### Source data ###

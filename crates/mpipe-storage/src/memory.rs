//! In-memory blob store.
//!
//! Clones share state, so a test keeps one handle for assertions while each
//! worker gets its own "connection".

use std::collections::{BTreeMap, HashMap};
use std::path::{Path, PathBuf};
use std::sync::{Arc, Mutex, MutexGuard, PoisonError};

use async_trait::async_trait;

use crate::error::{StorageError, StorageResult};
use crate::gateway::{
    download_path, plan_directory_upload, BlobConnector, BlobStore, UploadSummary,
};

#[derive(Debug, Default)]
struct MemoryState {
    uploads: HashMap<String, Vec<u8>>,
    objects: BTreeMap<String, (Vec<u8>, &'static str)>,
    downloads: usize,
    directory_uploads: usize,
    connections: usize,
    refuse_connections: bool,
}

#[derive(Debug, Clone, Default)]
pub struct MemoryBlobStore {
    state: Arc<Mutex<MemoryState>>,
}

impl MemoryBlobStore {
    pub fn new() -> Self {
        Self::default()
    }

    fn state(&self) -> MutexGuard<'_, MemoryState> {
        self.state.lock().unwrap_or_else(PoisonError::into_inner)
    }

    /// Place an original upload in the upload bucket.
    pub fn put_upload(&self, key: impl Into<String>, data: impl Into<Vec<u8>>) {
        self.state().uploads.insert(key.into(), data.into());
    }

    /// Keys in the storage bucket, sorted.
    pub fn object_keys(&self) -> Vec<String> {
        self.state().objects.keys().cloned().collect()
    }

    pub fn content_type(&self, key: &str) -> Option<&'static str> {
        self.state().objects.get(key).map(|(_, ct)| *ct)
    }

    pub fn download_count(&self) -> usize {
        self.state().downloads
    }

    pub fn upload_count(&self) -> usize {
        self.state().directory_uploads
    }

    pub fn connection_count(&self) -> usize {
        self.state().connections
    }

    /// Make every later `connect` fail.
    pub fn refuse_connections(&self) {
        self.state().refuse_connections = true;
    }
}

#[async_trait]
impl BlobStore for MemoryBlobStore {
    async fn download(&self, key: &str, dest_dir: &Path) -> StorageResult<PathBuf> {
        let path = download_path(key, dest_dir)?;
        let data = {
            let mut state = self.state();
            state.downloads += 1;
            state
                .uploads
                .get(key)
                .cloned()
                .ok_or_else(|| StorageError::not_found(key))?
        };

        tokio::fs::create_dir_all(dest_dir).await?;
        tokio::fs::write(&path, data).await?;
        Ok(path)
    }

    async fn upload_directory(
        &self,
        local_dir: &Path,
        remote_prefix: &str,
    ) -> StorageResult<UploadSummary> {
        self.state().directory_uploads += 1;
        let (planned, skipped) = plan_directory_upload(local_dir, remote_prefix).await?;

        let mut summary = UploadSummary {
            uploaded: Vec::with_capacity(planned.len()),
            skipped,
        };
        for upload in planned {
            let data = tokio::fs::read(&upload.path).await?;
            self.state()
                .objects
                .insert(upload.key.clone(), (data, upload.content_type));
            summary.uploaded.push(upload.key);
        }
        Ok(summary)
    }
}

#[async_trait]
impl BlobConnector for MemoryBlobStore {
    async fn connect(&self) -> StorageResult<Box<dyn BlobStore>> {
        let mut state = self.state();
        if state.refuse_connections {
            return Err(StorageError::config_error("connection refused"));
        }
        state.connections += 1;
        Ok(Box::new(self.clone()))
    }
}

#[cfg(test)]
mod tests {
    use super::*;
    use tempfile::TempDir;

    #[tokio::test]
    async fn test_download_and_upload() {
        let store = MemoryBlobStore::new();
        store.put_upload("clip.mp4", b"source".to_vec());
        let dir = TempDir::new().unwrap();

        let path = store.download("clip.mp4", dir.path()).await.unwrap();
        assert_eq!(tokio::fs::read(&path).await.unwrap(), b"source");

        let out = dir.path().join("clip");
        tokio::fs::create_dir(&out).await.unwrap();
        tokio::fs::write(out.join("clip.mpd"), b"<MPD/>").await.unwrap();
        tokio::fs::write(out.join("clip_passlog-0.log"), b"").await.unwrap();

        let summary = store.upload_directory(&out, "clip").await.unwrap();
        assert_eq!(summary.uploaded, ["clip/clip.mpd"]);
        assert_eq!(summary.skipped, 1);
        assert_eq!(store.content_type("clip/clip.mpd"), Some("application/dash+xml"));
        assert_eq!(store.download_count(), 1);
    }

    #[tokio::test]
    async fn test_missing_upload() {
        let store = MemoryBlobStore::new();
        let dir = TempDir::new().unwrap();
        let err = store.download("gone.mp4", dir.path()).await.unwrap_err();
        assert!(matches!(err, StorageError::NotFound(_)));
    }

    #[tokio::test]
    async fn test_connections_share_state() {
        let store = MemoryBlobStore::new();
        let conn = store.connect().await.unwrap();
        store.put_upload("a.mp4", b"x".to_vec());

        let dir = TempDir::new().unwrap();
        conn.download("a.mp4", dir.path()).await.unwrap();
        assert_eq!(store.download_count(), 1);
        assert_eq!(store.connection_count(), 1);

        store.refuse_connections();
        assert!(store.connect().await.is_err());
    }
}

###

Go through the entries above and reproduce each one exactly.

- Your response:
filename crates/mpipe-storage/src/memory.rs
//! In-memory blob store.
//!
//! Clones share state, so a test keeps one handle for assertions while each
//! worker gets its own "connection".

use std::collections::{BTreeMap, HashMap};
use std::path::{Path, PathBuf};
use std::sync::{Arc, Mutex, MutexGuard, PoisonError};

use async_trait::async_trait;

use crate::error::{StorageError, StorageResult};
use crate::gateway::{
    download_path, plan_directory_upload, BlobConnector, BlobStore, UploadSummary,
};

#[derive(Debug, Default)]
struct MemoryState {
    uploads: HashMap<String, Vec<u8>>,
    objects: BTreeMap<String, (Vec<u8>, &'static str)>,
    downloads: usize,
    directory_uploads: usize,
    connections: usize,
    refuse_connections: bool,
}

#[derive(Debug, Clone, Default)]
pub struct MemoryBlobStore {
    state: Arc<Mutex<MemoryState>>,
}

impl MemoryBlobStore {
    pub fn new() -> Self {
        Self::default()
    }

    fn state(&self) -> MutexGuard<'_, MemoryState> {
        self.state.lock().unwrap_or_else(PoisonError::into_inner)
    }

    /// Place an original upload in the upload bucket.
    pub fn put_upload(&self, key: impl Into<String>, data: impl Into<Vec<u8>>) {
        self.state().uploads.insert(key.into(), data.into());
    }

    /// Keys in the storage bucket, sorted.
    pub fn object_keys(&self) -> Vec<String> {
        self.state().objects.keys().cloned().collect()
    }

    pub fn content_type(&self, key: &str) -> Option<&'static str> {
        self.state().objects.get(key).map(|(_, ct)| *ct)
    }

    pub fn download_count(&self) -> usize {
        self.state().downloads
    }

    pub fn upload_count(&self) -> usize {
        self.state().directory_uploads
    }

    pub fn connection_count(&self) -> usize {
        self.state().connections
    }

    /// Make every later `connect` fail.
    pub fn refuse_connections(&self) {
        self.state().refuse_connections = true;
    }
}

#[async_trait]
impl BlobStore for MemoryBlobStore {
    async fn download(&self, key: &str, dest_dir: &Path) -> StorageResult<PathBuf> {
        let path = download_path(key, dest_dir)?;
        let data = {
            let mut state = self.state();
            state.downloads += 1;
            state
                .uploads
                .get(key)
                .cloned()
                .ok_or_else(|| StorageError::not_found(key))?
        };

        tokio::fs::create_dir_all(dest_dir).await?;
        tokio::fs::write(&path, data).await?;
        Ok(path)
    }

    async fn upload_directory(
        &self,
        local_dir: &Path,
        remote_prefix: &str,
    ) -> StorageResult<UploadSummary> {
        self.state().directory_uploads += 1;
        let (planned, skipped) = plan_directory_upload(local_dir, remote_prefix).await?;

        let mut summary = UploadSummary {
            uploaded: Vec::with_capacity(planned.len()),
            skipped,
        };
        for upload in planned {
            let data = tokio::fs::read(&upload.path).await?;
            self.state()
                .objects
                .insert(upload.key.clone(), (data, upload.content_type));
            summary.uploaded.push(upload.key);
        }
        Ok(summary)
    }
}

#[async_trait]
impl BlobConnector for MemoryBlobStore {
    async fn connect(&self) -> StorageResult<Box<dyn BlobStore>> {
        let mut state = self.state();
        if state.refuse_connections {
            return Err(StorageError::config_error("connection refused"));
        }
        state.connections += 1;
        Ok(Box::new(self.clone()))
    }
}

#[cfg(test)]
mod tests {
    use super::*;
    use tempfile::TempDir;

    #[tokio::test]
    async fn test_download_and_upload() {
        let store = MemoryBlobStore::new();
        store.put_upload("clip.mp4", b"source".to_vec());
        let dir = TempDir::new().unwrap();

        let path = store.download("clip.mp4", dir.path()).await.unwrap();
        assert_eq!(tokio::fs::read(&path).await.unwrap(), b"source");

        let out = dir.path().join("clip");
        tokio::fs::create_dir(&out).await.unwrap();
        tokio::fs::write(out.join("clip.mpd"), b"<MPD/>").await.unwrap();
        tokio::fs::write(out.join("clip_passlog-0.log"), b"").await.unwrap();

        let summary = store.upload_directory(&out, "clip").await.unwrap();
        assert_eq!(summary.uploaded, ["clip/clip.mpd"]);
        assert_eq!(summary.skipped, 1);
        assert_eq!(store.content_type("clip/clip.mpd"), Some("application/dash+xml"));
        assert_eq!(store.download_count(), 1);
    }

    #[tokio::test]
    async fn test_missing_upload() {
        let store = MemoryBlobStore::new();
        let dir = TempDir::new().unwrap();
        let err = store.download("gone.mp4", dir.path()).await.unwrap_err();
        assert!(matches!(err, StorageError::NotFound(_)));
    }

    #[tokio::test]
    async fn test_connections_share_state() {
        let store = MemoryBlobStore::new();
        let conn = store.connect().await.unwrap();
        store.put_upload("a.mp4", b"x".to_vec());

        let dir = TempDir::new().unwrap();
        conn.download("a.mp4", dir.path()).await.unwrap();
        assert_eq!(store.download_count(), 1);
        assert_eq!(store.connection_count(), 1);

        store.refuse_connections();
        assert!(store.connect().await.is_err());
    }
}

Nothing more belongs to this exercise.